52 Cookbooks - Week 22, Mariners Cookie Book

(Yes, I skipped a few weeks. I was too busy to blog while working toward my deadline on An Infamous Marriage, so I'm going to re-do the cookbooks I experimented with those weeks, when I drew a run of challenging, chef-y cookbooks that deserve proper blog attention. Maybe next time I won't have to deliberately choose the easiest recipes because I'm so busy, either.)

When I first moved to Seattle, the Mariners Wives did annual fundraiser cookbooks for local nonprofits, and I bought their 2002 Cookie Book but never tried any recipes from it. Paging through it as I worked on my shopping list last weekend, I saw a lot of the same recipes I'd eaten at church potlucks and the like growing up. But I wanted to challenge myself with something new, so I picked Ichiro and Yumiko Suzuki's submission:

Sweet Potato Cookies

2 1/2 c. all-purpose flour
1 T baking powder
1/4 c butter, softened
1/2 lb sweet potatoes, peeled and boiled
2 eggs
1/2 c milk
3 T granulated sugar
1/2 c whipping cream
confectioner's sugar

Preheat oven to 375. In a mixing bowl combine flour and baking powder. Add butter and mix well. In another bowl mash potatoes. Add eggs, milk, sugar, and whipping cream. Mix well. Add dry mixture to egg mixture. Knead dough with hands until smooth. Refrigerate for 1/2 to 1 hour. Roll out dough on a floured surface. Cut with cookie cutters. Place on a greased cookie sheet and puncture cookies with a fork to take out any air. Bake for 15 minutes. Cool. Sprinkle with confectioner's sugar.


I would've been better off sticking with chocolate-peanut butter no-bake cookies or cupcakes made from cake mix, but with chocolate chips stirred in. Because there's something wrong with that recipe. I'm wondering if something got left out, either inadvertently or by omitting rather than substituting for a Japanese ingredient. First of all, when I mixed the ingredients, I ended up with not a dough but a batter. Now, "sweet potatoes" can mean different things in different places. I used what Amazon Fresh calls yams and I call sweet potatoes. The pretty orange kind. But I don't think any of the things calling themselves sweet potatoes are so different once cooked and mashed that using the wrong one would make a dough into a batter.

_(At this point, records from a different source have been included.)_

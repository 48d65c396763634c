//! Application state

use crate::config::ServerConfig;
use crate::error::ServerResult;

use tickler_db::TicklerDb;

#[derive(Clone)]
pub struct AppState {
    pub config: ServerConfig,
    pub db: TicklerDb,
    pub jwt_encoding_key: jsonwebtoken::EncodingKey,
    pub jwt_decoding_key: jsonwebtoken::DecodingKey,
}

impl AppState {
    pub async fn new(config: ServerConfig) -> ServerResult<Self> {
        let db = TicklerDb::open(&config.database_path).await?;

        // Create JWT keys
        let jwt_encoding_key = jsonwebtoken::EncodingKey::from_secret(config.jwt_secret.as_bytes());
        let jwt_decoding_key = jsonwebtoken::DecodingKey::from_secret(config.jwt_secret.as_bytes());

        Ok(Self {
            config,
            db,
            jwt_encoding_key,
            jwt_decoding_key,
        })
    }
}
//! HTTP route tree.

pub mod auth;
pub mod reminders;

use axum::routing::get;
use axum::{Json, Router};
use serde_json::json;

use crate::state::AppState;

pub fn router(state: AppState) -> Router {
    Router::new()
        .route("/health", get(health))
        .nest("/api/auth", auth::router())
        .nest("/api/reminders", reminders::router())
        .with_state(state)
}

async fn health() -> Json<serde_json::Value> {
    Json(json!({ "status": "ok" }))
}
#[cfg(test)]
mod tests {
    use super::*;
    use pretty_assertions::assert_eq;

    fn date(y: i32, m: u32, d: u32) -> NaiveDate {
        NaiveDate::from_ymd_opt(y, m, d).unwrap()
    }

    #[test]
    fn daily_is_always_due_today() {
        for day in [date(2020, 1, 1), date(2021, 2, 28), date(2024, 2, 29)] {
            assert_eq!(Frequency::Daily.next_occurrence(day, 0).unwrap(), day);
        }
    }

    // 2020-11-16 was a Monday. Weekly defaults to the most recent past or
    // current occurrence, unlike the forward-looking rules.
    #[test]
    fn weekly_on_its_own_weekday_returns_today() {
        let rule = Frequency::Weekly {
            weekday: Weekday::Monday,
        };
        assert_eq!(
            rule.next_occurrence(date(2020, 11, 16), 0).unwrap(),
            date(2020, 11, 16)
        );
    }

    #[test]
    fn weekly_looks_back_to_the_previous_occurrence() {
        let tuesday = Frequency::Weekly {
            weekday: Weekday::Tuesday,
        };
        assert_eq!(
            tuesday.next_occurrence(date(2020, 11, 16), 0).unwrap(),
            date(2020, 11, 10)
        );

        let sunday = Frequency::Weekly {
            weekday: Weekday::Sunday,
        };
        assert_eq!(
            sunday.next_occurrence(date(2020, 11, 16), 0).unwrap(),
            date(2020, 11, 15)
        );
    }

    #[test]
    fn weekly_advance_window_rolls_to_the_upcoming_occurrence() {
        // Tuesday rule on a Monday with one day of lead time: the upcoming
        // Tuesday is inside the window, so it wins over last Tuesday.
        let rule = Frequency::Weekly {
            weekday: Weekday::Tuesday,
        };
        assert_eq!(
            rule.next_occurrence(date(2020, 11, 16), 1).unwrap(),
            date(2020, 11, 17)
        );
    }

    #[test]
    fn monthly_stays_on_this_cycle_until_the_window_opens() {
        let rule = Frequency::Monthly { month_day: 20 };
        // With a 25-day lead the boundary for April 20 is March 26; the
        // strict comparison keeps March 20 on the boundary itself and
        // flips one day later.
        assert_eq!(
            rule.next_occurrence(date(2021, 3, 26), 25).unwrap(),
            date(2021, 3, 20)
        );
        assert_eq!(
            rule.next_occurrence(date(2021, 3, 27), 25).unwrap(),
            date(2021, 4, 20)
        );
        // A short lead never reaches back past this month's own date.
        assert_eq!(
            rule.next_occurrence(date(2021, 4, 15), 5).unwrap(),
            date(2021, 4, 20)
        );
    }

    #[test]
    fn monthly_crosses_the_year_boundary() {
        let rule = Frequency::Monthly { month_day: 10 };
        // Inside January's 20-day lead window, the next cycle is January 10
        // of the following year.
        assert_eq!(
            rule.next_occurrence(date(2020, 12, 28), 20).unwrap(),
            date(2021, 1, 10)
        );
        // Without the window the rule still points back at December 10.
        assert_eq!(
            rule.next_occurrence(date(2020, 12, 28), 5).unwrap(),
            date(2020, 12, 10)
        );
    }

    #[test]
    fn yearly_disambiguates_between_years() {
        let rule = Frequency::Yearly {
            month: Month::June,
            day: 15,
        };
        assert_eq!(
            rule.next_occurrence(date(2021, 3, 1), 0).unwrap(),
            date(2021, 6, 15)
        );
        // Past this year's date but outside next year's window.
        assert_eq!(
            rule.next_occurrence(date(2021, 8, 1), 0).unwrap(),
            date(2021, 6, 15)
        );
        // Inside next year's lead window.
        assert_eq!(
            rule.next_occurrence(date(2022, 6, 10), 10).unwrap(),
            date(2022, 6, 15)
        );
    }

    #[test]
    fn yearly_february_29_fails_in_a_non_leap_year() {
        let rule = Frequency::Yearly {
            month: Month::February,
            day: 29,
        };
        // Reference year 2023 is not a leap year; the rule must error out
        // rather than shift to a nearby date.
        let err = rule.next_occurrence(date(2023, 1, 1), 0).unwrap_err();
        assert!(matches!(err, CoreError::InvalidDate { .. }));
        // In a leap year the this-cycle date exists, but year+1 doesn't.
        let err = rule.next_occurrence(date(2024, 1, 1), 0).unwrap_err();
        assert!(matches!(err, CoreError::InvalidDate { .. }));
    }

    #[test]
    fn once_ignores_the_reference_date() {
        let rule = Frequency::Once {
            date: date(2021, 5, 1),
        };
        assert_eq!(
            rule.next_occurrence(date(2020, 1, 1), 0).unwrap(),
            date(2021, 5, 1)
        );
        assert_eq!(
            rule.next_occurrence(date(2022, 1, 1), 0).unwrap(),
            date(2021, 5, 1)
        );
    }

    #[test]
    fn xdays_reports_the_next_phase_boundary_even_when_aligned_today() {
        let rule = Frequency::XDays {
            start: date(2010, 1, 1),
            every: 3,
        };
        assert_eq!(
            rule.next_occurrence(date(2010, 1, 1), 0).unwrap(),
            date(2010, 1, 4)
        );
    }

    #[test]
    fn xdays_phase_locks_to_the_start_date() {
        let rule = Frequency::XDays {
            start: date(2010, 1, 1),
            every: 3,
        };
        // Jan 2 and 3 share the Jan 1 anchor, so both point at Jan 4.
        assert_eq!(
            rule.next_occurrence(date(2010, 1, 2), 0).unwrap(),
            date(2010, 1, 4)
        );
        assert_eq!(
            rule.next_occurrence(date(2010, 1, 3), 0).unwrap(),
            date(2010, 1, 4)
        );
        assert_eq!(
            rule.next_occurrence(date(2010, 1, 4), 0).unwrap(),
            date(2010, 1, 7)
        );
    }

    #[test]
    fn xdays_handles_a_reference_date_before_the_start() {
        let rule = Frequency::XDays {
            start: date(2010, 1, 10),
            every: 7,
        };
        // Phase class is preserved going backwards as well.
        assert_eq!(
            rule.next_occurrence(date(2010, 1, 5), 0).unwrap(),
            date(2010, 1, 10)
        );
    }

    #[test]
    fn easter_resolves_the_gaussian_date() {
        assert_eq!(
            Frequency::Easter.next_occurrence(date(2021, 2, 1), 0).unwrap(),
            date(2021, 4, 4)
        );
        // After this year's Easter, the rule still reports it until next
        // year's lead window opens.
        assert_eq!(
            Frequency::Easter.next_occurrence(date(2021, 6, 1), 0).unwrap(),
            date(2021, 4, 4)
        );
    }

    #[test]
    fn easter_rejects_a_year_wide_advance_window() {
        let err = Frequency::Easter
            .next_occurrence(date(2021, 2, 1), 365)
            .unwrap_err();
        assert!(matches!(err, CoreError::AdvanceWindowTooWide { .. }));
    }

    #[test]
    fn irregular_resolves_presidents_day() {
        // Third Monday of February, 30 days of lead time: on 2021-02-01 the
        // 2021 resolution wins, not a rollover to 2022.
        let rule = Frequency::Irregular {
            month: Month::February,
            weekday: Weekday::Monday,
            week_number: 3,
        };
        assert_eq!(
            rule.next_occurrence(date(2021, 2, 1), 30).unwrap(),
            date(2021, 2, 15)
        );
    }

    #[test]
    fn irregular_errors_on_a_missing_occurrence() {
        let rule = Frequency::Irregular {
            month: Month::February,
            weekday: Weekday::Friday,
            week_number: 5,
        };
        let err = rule.next_occurrence(date(2021, 1, 1), 0).unwrap_err();
        assert!(matches!(err, CoreError::NthWeekdayOutOfRange { .. }));
    }

    #[test]
    fn shared_easter_table_does_not_change_results() {
        let mut table = EasterTable::new();
        let rule = Frequency::Easter;
        for day in [date(2020, 1, 1), date(2021, 3, 15), date(2022, 11, 30)] {
            assert_eq!(
                rule.next_occurrence_with(day, 10, &mut table).unwrap(),
                rule.next_occurrence(day, 10).unwrap()
            );
        }
    }

    #[test]
    fn frequency_labels() {
        assert_eq!(Frequency::Daily.to_string(), "Daily");
        assert_eq!(
            Frequency::Weekly {
                weekday: Weekday::Monday
            }
            .to_string(),
            "Mon"
        );
        assert_eq!(Frequency::Monthly { month_day: 5 }.to_string(), "Monthly, day 5");
        assert_eq!(
            Frequency::Yearly {
                month: Month::January,
                day: 1
            }
            .to_string(),
            "Jan 1"
        );
        assert_eq!(
            Frequency::Once {
                date: date(2021, 5, 1)
            }
            .to_string(),
            "2021-05-01"
        );
        assert_eq!(
            Frequency::XDays {
                start: date(2010, 1, 1),
                every: 3
            }
            .to_string(),
            "Every 3 days"
        );
        assert_eq!(Frequency::Easter.to_string(), "Easter");
        assert_eq!(
            Frequency::Irregular {
                month: Month::February,
                weekday: Weekday::Monday,
                week_number: 3
            }
            .to_string(),
            "Irregular"
        );
    }
}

Time to improvise, I thought. I tasted the batter and discovered it was nigh-flavorless, which isn't much of a surprise based on that ingredient list. I'd noticed the absence of salt, spice, and the like, but thought maybe the sweet potato would be strong enough to make up for it. Nope! So I stirred in a teaspoon each of salt and vanilla extract plus several good shakes of cinnamon. When I tasted the batter again, it was decent, though subtle, so I poured it into a loaf pan and baked.

It baked up into a pretty pale-orange quick bread with a nice texture, but even with my additions it was so bland I decided to throw it out. I'd love to taste these cookies however Yumiko Suzuki actually makes them, because what ended up in this cookbook just can't be it. As a fan of pumpkin bread I'm intrigued by sweet potato cookies...but my bread was just Bland City.